■ Task description: Scan the entries below for the word "RenderSettings". Copy out every line in which it occurs.

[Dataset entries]
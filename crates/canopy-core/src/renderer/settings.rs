// Copyright 2025 eraflo
//
// Licensed under the Apache License, Version 2.0 (the "License");
// you may not use this file except in compliance with the License.
// You may obtain a copy of the License at
//
//     http://www.apache.org/licenses/LICENSE-2.0
//
// Unless required by applicable law or agreed to in writing, software
// distributed under the License is distributed on an "AS IS" BASIS,
// WITHOUT WARRANTIES OR CONDITIONS OF ANY KIND, either express or implied.
// See the License for the specific language governing permissions and
// limitations under the License.

//! Global settings for the rendering system.

use crate::math::Extent2D;
use serde::{Deserialize, Serialize};

/// How the allocator turns the memory requests of one traversal into device memory.
#[derive(Debug, Clone, Copy, PartialEq, Eq, Default, Serialize, Deserialize)]
#[serde(rename_all = "snake_case")]
pub enum AllocationStrategy {
    /// One memory block per memory type, shared by every resource of the pass.
    #[default]
    Pooled,
    /// One memory block per resource.
    Dedicated,
}

/// A collection of global settings that affect how a scene is built and drawn.
#[derive(Debug, Clone, PartialEq, Serialize, Deserialize)]
#[serde(default)]
pub struct RenderSettings {
    /// Color the color attachment is cleared to at the start of each frame.
    pub clear_color: [f32; 4],
    /// Value the depth attachment is cleared to at the start of each frame.
    pub clear_depth: f32,
    /// Upper bound for every fence wait, in milliseconds.
    pub fence_timeout_ms: u64,
    /// Memory allocation strategy used at the end of an Allocate pass.
    pub allocation: AllocationStrategy,
    /// If `true`, one pipeline cache object is shared by every pipeline build.
    pub use_pipeline_cache: bool,
    /// Extent used until the window reports its first size.
    pub initial_extent: Extent2D,
}

impl Default for RenderSettings {
    fn default() -> Self {
        Self {
            clear_color: [0.0, 0.0, 0.0, 0.0],
            clear_depth: 1.0,
            fence_timeout_ms: 5_000,
            allocation: AllocationStrategy::Pooled,
            use_pipeline_cache: true,
            initial_extent: Extent2D::new(512, 512),
        }
    }
}

impl RenderSettings {
    /// Parses settings from JSON. Missing fields take their default value.
    pub fn from_json(text: &str) -> Result<Self, serde_json::Error> {
        serde_json::from_str(text)
    }

    /// The fence timeout in nanoseconds, as device wait calls expect it.
    pub fn fence_timeout_ns(&self) -> u64 {
        self.fence_timeout_ms.saturating_mul(1_000_000)
    }
}

#[cfg(test)]
mod tests {
    use super::*;

    #[test]
    fn test_partial_json_uses_defaults() {
        let settings =
            RenderSettings::from_json(r#"{ "allocation": "dedicated", "clear_depth": 0.0 }"#)
                .unwrap();
        assert_eq!(settings.allocation, AllocationStrategy::Dedicated);
        assert_eq!(settings.clear_depth, 0.0);
        assert_eq!(settings.fence_timeout_ms, 5_000);
        assert!(settings.use_pipeline_cache);
    }

    #[test]
    fn test_fence_timeout_ns() {
        let settings = RenderSettings {
            fence_timeout_ms: 2,
            ..Default::default()
        };
        assert_eq!(settings.fence_timeout_ns(), 2_000_000);
    }
}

■ Answer to this problem:
pub struct RenderSettings {
impl Default for RenderSettings {
impl RenderSettings {
            RenderSettings::from_json(r#"{ "allocation": "dedicated", "clear_depth": 0.0 }"#)
        let settings = RenderSettings {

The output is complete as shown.